Masa depan bangsa terletak di tangan pemuda. Kata ini semacam mantra sakti yang hidup dalam alam bawah sadar bangsa Indonesia. Sejarawan Ben Anderson bahkan menyebutkan pemuda merupakan sumber utama revolusi Indonesia. Bung Karno juga pernah mengucapakan istilah yang tetap popular hingga detik ini yaitu “Berikan aku 10 pemuda niscaya akan ku guncang dunia”.

Hari ini, 28 Oktober 2018 Sumpah Pemuda genap berusia 90 tahun. Sumpah Pemuda merupakan peristiwa besar dan maha penting dalam perjuangan melawan kolonialisme Belanda sekaligus cikal bakal lahirnya Negara Proklamasi 17 Agustus 1945. Sumpah Pemuda merupakan semangat dan roh yang menegaskan konsep besar persatuan bangsa.

Sejarawan Asvi Warman Adam, dalam pandangannya menegaskan bahwa Sumpah Pemuda 1928 bisa dilihat sebagai “Proklamasi” bangsa Indonesia dan perubahan sosial politik yang terjadi dalam dunia ide dan pemikiran. Secara terbuka, “jiwa” dan “roh” bangsa Indonesia “ditiupkan” dalam bentuk Sumpah Pemuda, diiringi lagu kebangsaan Indonesia Raya untuk pertama kalinya oleh Wage Rudolph Soepratman di Kramat Raya 106 pada 28 Oktober 1928. Selanjutnya, jiwa itu menyertai raga bangsa Indonesia yang lahir pada 17 Agustus 1945.

Sebelum Sumpah Pemuda diikrakan perlawanan terhadap penjajahan Belanda dilakukan pada tingkat lokal dan kedaerahan. Sejak Sumpah Pemuda terjadilah “Pemerdekaan secara simbolik dan mental”, karena saat itu diikrarkan kecintaan pada Indonesia. Ketika itu “Hindia Belanda” secara terbuka telah “didekontruksi” dan sekaligus “direkontruksi” menjadi “Indonesia”.

Pada masa Sumpah Pemuda, sentimen kesukuan dan kedaerahan dikalahkan oleh rasa kebangsaan, mereka yang membawa nama kedaerahan dan agama sepakat berpikir dan bertindak sebagai satu bangsa. Demi kepentingan bangsa, mereka rela menyampingkan kepentingan organisai kedaerahan, kesukuan dan keagamaan (Widodo K Sutejo, 2012).
Pemuda selalu mengambil peran dalam setiap perjalanan sejarah bangsa. Rezim Orde Lama dan Orde Baru berakhir dengan turut sertanya gerakan pemuda (mahasiswa) di dalamnya. Tantangan dan masalah yang dihadapi pemuda senantiasa berubah sesuai dengan perubahan zaman. Saat ini kita memasuki dunia yang semakin terbuka dengan kemajuan teknologi informasi yang kian pesat.
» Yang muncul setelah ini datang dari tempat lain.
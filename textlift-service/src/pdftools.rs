//! Wrappers around the external PDF introspection and extraction tools.
//!
//! Everything here shells out to `qpdf`, `pdfinfo`, and `pdftotext` with
//! structured argument lists. The tools are reached through the
//! [`PdfToolkit`] trait so callers can be exercised without the binaries
//! installed.

use std::path::Path;

use async_trait::async_trait;
use tokio::process::Command;
use tracing::debug;

use crate::error::{ServiceError, ServiceResult};

/// Outcome of page-count detection.
#[derive(Debug, Clone, Copy, PartialEq, Eq)]
pub enum PageCount {
    Known(u32),
    /// Neither detection tool produced a positive count.
    Unknown,
}

/// External PDF tooling consumed through its command-line interface.
#[async_trait]
pub trait PdfToolkit: Send + Sync {
    /// Total pages, when either introspection tool can report it.
    async fn page_count(&self, pdf: &Path) -> PageCount;

    /// Text layer of a single 1-based page. `None` when the probe fails.
    async fn page_text(&self, pdf: &Path, page: u32) -> Option<String>;

    /// Text layer of the whole document. `None` when extraction fails.
    async fn document_text(&self, pdf: &Path) -> Option<String>;
}

/// Run an external tool and return its stdout.
///
/// A non-zero exit becomes an [`ServiceError::ExternalTool`] carrying the
/// combined stdout and stderr as diagnostic detail.
pub(crate) async fn run_tool(tool: &'static str, cmd: &mut Command) -> ServiceResult<String> {
    debug!(tool, "Running external tool");

    let output = cmd
        .output()
        .await
        .map_err(|e| ServiceError::external(tool, format!("failed to launch: {e}")))?;

    if !output.status.success() {
        let mut detail = String::from_utf8_lossy(&output.stdout).into_owned();
        detail.push_str(&String::from_utf8_lossy(&output.stderr));
        return Err(ServiceError::external(tool, detail));
    }

    Ok(String::from_utf8_lossy(&output.stdout).into_owned())
}

/// The real toolkit: `qpdf` and `pdfinfo` for page counts, `pdftotext` for
/// text layers.
pub struct CommandLineToolkit;

#[async_trait]
impl PdfToolkit for CommandLineToolkit {
    async fn page_count(&self, pdf: &Path) -> PageCount {
        // Primary: qpdf prints the bare page count.
        let mut qpdf = Command::new("qpdf");
        qpdf.arg("--show-npages").arg(pdf);
        if let Ok(out) = run_tool("qpdf", &mut qpdf).await
            && let Ok(n) = out.trim().parse::<u32>()
            && n > 0
        {
            return PageCount::Known(n);
        }

        // Fallback: the "Pages:" line of pdfinfo.
        let mut pdfinfo = Command::new("pdfinfo");
        pdfinfo.arg(pdf);
        if let Ok(out) = run_tool("pdfinfo", &mut pdfinfo).await
            && let Some(n) = parse_pdfinfo_pages(&out)
            && n > 0
        {
            return PageCount::Known(n);
        }

        PageCount::Unknown
    }

    async fn page_text(&self, pdf: &Path, page: u32) -> Option<String> {
        let page = page.to_string();
        let mut cmd = Command::new("pdftotext");
        cmd.args(["-layout", "-nopgbrk", "-f", &page, "-l", &page])
            .arg(pdf)
            .arg("-");
        run_tool("pdftotext", &mut cmd).await.ok()
    }

    async fn document_text(&self, pdf: &Path) -> Option<String> {
        let mut cmd = Command::new("pdftotext");
        cmd.args(["-layout", "-nopgbrk"]).arg(pdf).arg("-");
        run_tool("pdftotext", &mut cmd).await.ok()
    }
}

/// Parse the page count out of `pdfinfo` output.
fn parse_pdfinfo_pages(info: &str) -> Option<u32> {
    for line in info.lines() {
        if let Some((key, value)) = line.split_once(':')
            && key.trim().eq_ignore_ascii_case("pages")
        {
            return value.trim().parse().ok();
        }
    }
    None
}

/// Scripted toolkit for exercising the preflight analyzer and request
/// pipeline without poppler/qpdf installed.
#[cfg(test)]
pub(crate) struct FakeToolkit {
    pub page_count: PageCount,
    /// Probe results indexed by page - 1; `None` simulates a probe failure.
    pub pages: Vec<Option<String>>,
    pub document_text: Option<String>,
    /// Pages probed, in order.
    pub probed: std::sync::Mutex<Vec<u32>>,
}

#[cfg(test)]
impl FakeToolkit {
    pub fn new(page_count: PageCount, pages: Vec<Option<String>>) -> Self {
        Self {
            page_count,
            pages,
            document_text: None,
            probed: std::sync::Mutex::new(Vec::new()),
        }
    }
}

#[cfg(test)]
#[async_trait]
impl PdfToolkit for FakeToolkit {
    async fn page_count(&self, _pdf: &Path) -> PageCount {
        self.page_count
    }

    async fn page_text(&self, _pdf: &Path, page: u32) -> Option<String> {
        self.probed.lock().unwrap().push(page);
        self.pages.get(page as usize - 1).cloned().flatten()
    }

    async fn document_text(&self, _pdf: &Path) -> Option<String> {
        self.document_text.clone()
    }
}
Kita saat ini ada di suatu masa dengan anak-anak muda yang dikenal sebagai generasi milenial atau dengan generasi Y. Menurut Tapscott (2009), ada tiga pembagian generasi, yakni generasi X (1965-1976), generasi Y (1977-1997), dan generasi Z (1998-sekarang). Sebagian besar peneliti sosial menyatakan generasi milenial lahir pada rentang tahun 1980 hingga 2000.

Generasi milenial sangat berbeda dari generasi sebelumnya, terutama dalam penguasaan teknologi. Generasi ini identik dengan keseharian yang sangat tergantung pada keberadaan teknologi. Mereka hidup dengan teknologi digital, penggunaan internet yang tinggi, dan lekat dengan media sosial baik instagram, twitter maupun facebook.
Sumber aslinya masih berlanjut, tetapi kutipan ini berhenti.